The charges stack up so thickly that Kennedy wisely seeks to escape being dismissed as merely one-sided by taking pains to distinguish his cause from strictly left associations. “I want to be very clear here,” he writes in the introduction, “this book is not about a Democrat attacking a Republican administration” — though he’s certainly not a Democrat attacking Democrats either, who get off with only a few lines of criticism. But, with some notable exceptions (as when he accuses the Bush administration of the worst suppression of science “since the Inquisition”), the book restrains its use of hyperbole or partisan-laden language, at least compared to the tirade this book could have been.

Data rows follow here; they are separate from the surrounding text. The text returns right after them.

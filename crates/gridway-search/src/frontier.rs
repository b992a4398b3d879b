//! The open set: a priority queue of candidate cells ordered by `f`.
//!
//! Entries are never updated in place. A cheaper path to an already-queued
//! cell simply pushes a second entry; the superseded one is filtered out by
//! the engine on pop. This trades an O(1)-membership open set for a plain
//! binary heap plus a staleness check — see the engine's pop loop.

use std::cmp::Ordering;
use std::collections::BinaryHeap;

use gridway_core::Cell;

#[derive(Debug, Clone, Copy, PartialEq, Eq)]
struct OpenEntry {
    f: i32,
    seq: u64,
    cell: Cell,
}

impl Ord for OpenEntry {
    fn cmp(&self, other: &Self) -> Ordering {
        // Reversed so the std max-heap pops smallest f first; ties go to
        // the oldest entry (smallest seq) for reproducible traces.
        other
            .f
            .cmp(&self.f)
            .then_with(|| other.seq.cmp(&self.seq))
    }
}

impl PartialOrd for OpenEntry {
    fn partial_cmp(&self, other: &Self) -> Option<Ordering> {
        Some(self.cmp(other))
    }
}

/// Priority-ordered frontier of not-yet-expanded cells.
#[derive(Default)]
pub struct Frontier {
    heap: BinaryHeap<OpenEntry>,
    seq: u64,
}

impl Frontier {
    /// Create an empty frontier.
    pub fn new() -> Self {
        Self::default()
    }

    /// Queue a cell with estimated total cost `f`. Duplicates are allowed.
    pub fn push(&mut self, cell: Cell, f: i32) {
        let seq = self.seq;
        self.seq += 1;
        self.heap.push(OpenEntry { f, seq, cell });
    }

    /// Remove and return the entry with the smallest `f` (oldest first on
    /// ties), or `None` if the frontier is exhausted.
    pub fn pop_min(&mut self) -> Option<(Cell, i32)> {
        self.heap.pop().map(|e| (e.cell, e.f))
    }

    /// Number of queued entries, stale ones included.
    pub fn len(&self) -> usize {
        self.heap.len()
    }

    /// Whether no entries remain.
    pub fn is_empty(&self) -> bool {
        self.heap.is_empty()
    }
}
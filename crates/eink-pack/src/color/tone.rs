//! Tone reduction: RGBA to single-channel intensity.

use super::Rgba;

/// Rec. 709 luma of a pixel, rounded half away from zero.
///
/// `round(0.2126 R + 0.7152 G + 0.0722 B)`. The weights sum to 1, so the
/// result always stays inside 0..=255. Alpha is ignored.
#[inline]
pub fn luminance(px: Rgba) -> u8 {
    let y = 0.2126 * px.r as f64 + 0.7152 * px.g as f64 + 0.0722 * px.b as f64;
    y.round().clamp(0.0, 255.0) as u8
}

/// Reduce a whole grid to intensities, one per pixel.
pub fn to_grayscale(pixels: &[Rgba]) -> Vec<u8> {
    pixels.iter().map(|&px| luminance(px)).collect()
}

/// Negate intensities in place (`255 - v`).
pub fn invert_gray(gray: &mut [u8]) {
    for v in gray.iter_mut() {
        *v = 255 - *v;
    }
}
//! Bit packers: index/gray grids to controller byte buffers.
//!
//! Each target depth is its own wire format with its own row length and
//! padding rule, so each lives in its own module with its own
//! `bytes_per_row`:
//!
//! | bpp | bytes per row | slot | order |
//! |-----|---------------|------|-------|
//! | 1 | `ceil(w / 8)` | 1 bit, dark = 1 | MSB first |
//! | 2 | `ceil(w / 4)` | 2 bits (`v & 0x03`) | MSB first |
//! | 3 | `ceil(w / 2)` | 4-bit nibble holding `v << 1` | high nibble first |
//! | 4 | `ceil(w / 2)` | top 4 bits of an 8-bit sample | high nibble first |
//!
//! Rows always start on a byte boundary. Unused slots at the end of a row
//! are zero; padding never precedes pixel data.
//!
//! The 3 bpp format wastes a bit per pixel: values sit in nibble-aligned
//! slots rather than a dense 3-bit stream. Controllers expect exactly this.

mod pack1bpp;
mod pack2bpp;
mod pack3bpp;
mod pack4bpp;

pub use pack1bpp::{pack_1bpp, unpack_1bpp};
pub use pack2bpp::{pack_2bpp, unpack_2bpp};
pub use pack3bpp::{pack_3bpp, unpack_3bpp};
pub use pack4bpp::{pack_4bpp, unpack_4bpp};

/// Per-format row length, for callers that only know the depth at runtime.
///
/// Returns `None` for depths without a packer.
pub fn bytes_per_row(width: usize, bpp: u8) -> Option<usize> {
    match bpp {
        1 => Some(pack1bpp::bytes_per_row(width)),
        2 => Some(pack2bpp::bytes_per_row(width)),
        3 => Some(pack3bpp::bytes_per_row(width)),
        4 => Some(pack4bpp::bytes_per_row(width)),
        _ => None,
    }
}

#[cfg(test)]
mod tests {
    use super::*;

    #[test]
    fn test_bytes_per_row_table() {
        assert_eq!(bytes_per_row(9, 1), Some(2));
        assert_eq!(bytes_per_row(9, 2), Some(3));
        assert_eq!(bytes_per_row(9, 3), Some(5));
        assert_eq!(bytes_per_row(9, 4), Some(5));
        assert_eq!(bytes_per_row(9, 5), None);
        assert_eq!(bytes_per_row(0, 1), Some(0));
    }

    #[test]
    fn test_buffer_length_for_every_shape() {
        for width in 0..20usize {
            for height in 0..5usize {
                let grid = vec![0u8; width * height];
                let cases = [
                    (1, pack_1bpp(&grid, width, height, 128, false).len()),
                    (2, pack_2bpp(&grid, width, height).len()),
                    (3, pack_3bpp(&grid, width, height).len()),
                    (4, pack_4bpp(&grid, width, height, false).len()),
                ];
                for (bpp, len) in cases {
                    let expected = bytes_per_row(width, bpp).unwrap() * height;
                    assert_eq!(len, expected, "bpp={bpp} {width}x{height}");
                }
            }
        }
    }
}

Kennedy seeks to place protection of the environment as a very basic civic tenet, a more everyday, every person form of national defense, and emphasizes the long-standing history of the public trust, the idea that you can do as you like with your private property or with common lands, water, and air until you infringe upon the rights of others. “The truth is,” Kennedy writes, “I don’t even think of myself as an environmentalist anymore. I consider myself a free-marketeer. … Every one of our federal environmental laws is intended to restore true free-market capitalism so that the price of bringing a product to market reflects the costs that it imposes on the public.”

Within its scope, which is the tie between political donations and Bush’s environmental policies, Crimes Against Nature presents a worrisome case. But that scope doesn’t include the broader reaches of environmental and energy issues. Kennedy only cursorily addresses just how critical energy availability is to our country. We’d obviously shut down without it, as California periodically had during their rolling blackouts, but where does the balance reside between ensuring we can meet our electric and automotive needs and, on the other hand, making sure an even more critical need is met: the need to breathe and not die of a spoiled environment?

Kennedy would undoubtedly respond that it’s heartless to let economics trump human health — and it is. But without seriously addressing energy shortages and jobs — which are at least ostensibly Bush’s justification for his policies — he either cuts short the range of his argument or leaves himself wide open to an entire array of responses that he didn’t anticipate in his book.

But of course the full debate over the current state of our nation’s environmental policies won’t occur until we’re done in Iraq.